Stored data entries:
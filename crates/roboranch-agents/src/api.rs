//! The closed set of operations a robot's controller may use.
//!
//! Built-in behaviors call [`RobotApi`] directly. Custom scripts record
//! [`ScriptCommand`]s against a read-only view and the dispatcher replays
//! the decisive one through [`RobotApi::apply_script_command`], so both
//! kinds of controller go through the same checks.

use roboranch_script::ScriptCommand;
use roboranch_types::{ActionKind, Crop, MemoryValue, Position, Tile};
use roboranch_world::{
    CropFilter, FarmGrid, SpeciesCatalog, TileFilter, find_crop, find_path, find_tile,
};
use tracing::debug;

use crate::actions::{RequestContext, RequestOutcome, request};
use crate::config::ActionTuning;
use crate::robot::Robot;
use crate::stockpile::SharedStock;

/// One robot's handle on the world for a single dispatch.
#[derive(Debug)]
pub struct RobotApi<'a> {
    robot: &'a mut Robot,
    grid: &'a FarmGrid,
    stock: &'a mut SharedStock,
    catalog: &'a SpeciesCatalog,
    tuning: &'a ActionTuning,
    max_expansions: usize,
}

impl<'a> RobotApi<'a> {
    /// Bind the API to `robot` for one dispatch.
    pub const fn new(
        robot: &'a mut Robot,
        grid: &'a FarmGrid,
        stock: &'a mut SharedStock,
        catalog: &'a SpeciesCatalog,
        tuning: &'a ActionTuning,
        max_expansions: usize,
    ) -> Self {
        Self {
            robot,
            grid,
            stock,
            catalog,
            tuning,
            max_expansions,
        }
    }

    /// The robot being driven.
    pub const fn robot(&self) -> &Robot {
        &*self.robot
    }

    /// The shared stockpile.
    pub const fn stock(&self) -> &SharedStock {
        &*self.stock
    }

    // -----------------------------------------------------------------------
    // Queries
    // -----------------------------------------------------------------------

    /// Current tile.
    pub const fn pos(&self) -> Position {
        self.robot.position
    }

    /// Nearest crop matching `filter`.
    pub fn find_crop(&self, filter: &CropFilter) -> Option<(Position, &'a Crop)> {
        find_crop(self.grid, self.robot.position, filter)
    }

    /// Nearest tile matching `filter`.
    pub fn find_tile(&self, filter: &TileFilter) -> Option<(Position, &'a Tile)> {
        find_tile(self.grid, self.robot.position, filter)
    }

    /// Whether a harvest of `species` would fit in the robot's inventory.
    pub fn can_carry_harvest(&self, species: &str) -> bool {
        self.robot
            .has_room_for(species, self.catalog.harvest_yield(species))
    }

    /// Manhattan distance from the robot to `target`.
    pub const fn distance_to(&self, target: Position) -> u32 {
        self.robot.position.manhattan(target)
    }

    /// Read a memory value.
    pub fn mem(&self, key: &str) -> Option<&MemoryValue> {
        self.robot.memory.get(key)
    }

    /// Write a memory value. Writes that break the memory bounds are
    /// dropped and logged.
    pub fn set_mem(&mut self, key: &str, value: MemoryValue) {
        if let Err(err) = self.robot.memory.set(key, value) {
            debug!(robot = %self.robot.name, key, error = %err, "Memory write dropped");
        }
    }

    // -----------------------------------------------------------------------
    // Requests
    // -----------------------------------------------------------------------

    /// Walk to `target`. If the target cannot be stood on the robot stops
    /// next to it. Returns `false` when no path exists.
    pub fn move_to(&mut self, target: Position) -> bool {
        if self.robot.position == target {
            return true;
        }
        let Some(mut path) = find_path(self.grid, self.robot.position, target, self.max_expansions)
        else {
            debug!(robot = %self.robot.name, x = target.x, y = target.y, "No path");
            return false;
        };
        if !self.grid.is_walkable(target) {
            path.pop();
        }
        self.robot.pending = None;
        self.robot.movement.set_path(path);
        true
    }

    /// Request `kind` on `target`.
    pub fn act(&mut self, kind: ActionKind, target: Position, species: Option<&str>) -> RequestOutcome {
        let mut ctx = RequestContext {
            grid: self.grid,
            stock: &mut *self.stock,
            catalog: self.catalog,
            tuning: self.tuning,
            max_expansions: self.max_expansions,
        };
        request(&mut *self.robot, kind, target, species, &mut ctx)
    }

    /// Till `target`. Returns whether the timer started.
    pub fn till(&mut self, target: Position) -> bool {
        self.act(ActionKind::Till, target, None).started()
    }

    /// Water `target`. Returns whether the timer started.
    pub fn water(&mut self, target: Position) -> bool {
        self.act(ActionKind::Water, target, None).started()
    }

    /// Harvest `target`. Returns whether the timer started.
    pub fn harvest(&mut self, target: Position) -> bool {
        self.act(ActionKind::Harvest, target, None).started()
    }

    /// Plant `species` on `target`. Returns whether the timer started.
    pub fn plant(&mut self, target: Position, species: &str) -> bool {
        self.act(ActionKind::Plant, target, Some(species)).started()
    }

    /// Drop the path and any pending action.
    pub fn idle(&mut self) {
        self.robot.cancel();
    }

    /// Carry out a request recorded by a script.
    pub fn apply_script_command(&mut self, command: &ScriptCommand) -> bool {
        match command {
            ScriptCommand::MoveTo(target) => self.move_to(*target),
            ScriptCommand::Act {
                kind,
                target,
                species,
            } => !matches!(
                self.act(*kind, *target, species.as_deref()),
                RequestOutcome::Refused(_)
            ),
            ScriptCommand::Idle => {
                self.idle();
                true
            }
        }
    }
}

__Task directions__: Supply the count of lines in the entries that contain the word "usize", and nothing besides.

__Exercise result__: 2